Obviously, we would all agree that anger is legitimate in the case of gross injustice and poor treatment or in cases where citizens are deceived. Did any of this happen in the case of the Affordable Care Act? Indeed it did.

After the act was passed, conservatives made much of the fact that the president had promised during the campaign and through the debates on the bill that “if you liked your insurance, you would be able to keep it.” However, it turns out that this was not entirely true, and after the ACA was implemented, thousands of Americans found they were dis-enrolled from their current insurance plans and had to seek new plans. The ACA required insurance companies to meet certain conditions and plans had to have a minimum of benefits in order to be certified. Often these plans had poor coverage, high risks for out-of-pocket payments in the case of serious illness, and other similar problems related to adequate coverage. Consumers would in many cases be eligible under the ACA for subsidies to buy better insurance. So they lost their current insurance but still had access to insurance and could not be refused (Robertson, 2014). However, it was likely that the coverage in some cases would still cost more and in other cases might mean the doctors and hospitals that participated would differ from the consumer’s previous plan. There can be no sugar coating of the fact that the promise was not kept and indeed the promise was deceptive.

Of course, conservative organizations like Americans For Prosperity and other opponents of the law launched a political storm over this apparent deception. It was a mistake by the president to offer this promise and he needed to be clearer and more transparent on how the plan would impact millions of Americans with substandard insurance. The irony here is that conservatives seemed to be defending the right of consumers to have poor and substandard insurance instead of the ability to upgrade to better coverage with support from the government if they could not afford it.

Summary

This chapter reviewed the events surrounding the rage and anger expressed at town hall meetings and in other forums regarding the Affordable Care Act, particularly in the summer of 2009. The anger has really never let up as we showed with the continuing efforts of the now Republican majority, swept into office in 2014, to overturn the law in Congress and the courts.

All the theories reviewed to explain the phenomenon, including (a) the effect of racial resentment and prejudice that leads citizens to reject ideas proposed by the first African American president, (b) the work of conservative organizations and media outlets to create a social movement against the plan by turning conservative voters into “victims” of a “government takeover” of health care, and (c) a structural perspective that sees the anger as a result of new institutional arrangements in our politics that makes political polarization inevitable, are described as being relevant to help us understand the rage over Obamacare. However, the argument put forth in this chapter concludes that anger and rage have been “institutionalized” and are now a continuing feature of the polarized political system. The anger has been manifested most clearly in the debates over health care, but the fact is the political right would have chosen any issue that President Obama put forward that had the potential to mobilize the grassroots in order to further its cause to take the White House and Congress back, and more importantly to control the political agenda.

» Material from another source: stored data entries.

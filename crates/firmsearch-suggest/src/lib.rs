//! Autosuggest: four independent generators fused into one ranked bundle.
pub mod aggregator;
pub mod generators;
pub mod scoring;

pub use aggregator::Autosuggest;
pub use generators::{CompanyNameGenerator, FacetGenerator, TemplateGenerator};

Unfortunately, we have a political party now that actually does not accept the legitimacy of rule by the opposition, even when the opposition wins the election by a large margin. Going forward, Americans will either have to find a way to reform the political system by increasing voter turnout, reducing the role of money, and encouraging the adoption of rules that allow congressional majorities to act—or face a future in which the politics of anger is normal. Without these and other possible structural reforms to our politics, it is hard to see how the Republican Party can be encouraged to move closer to the center and restore a commitment to compromise and dialogue with those with whom they disagree that is essential for a democratic form of governance to survive.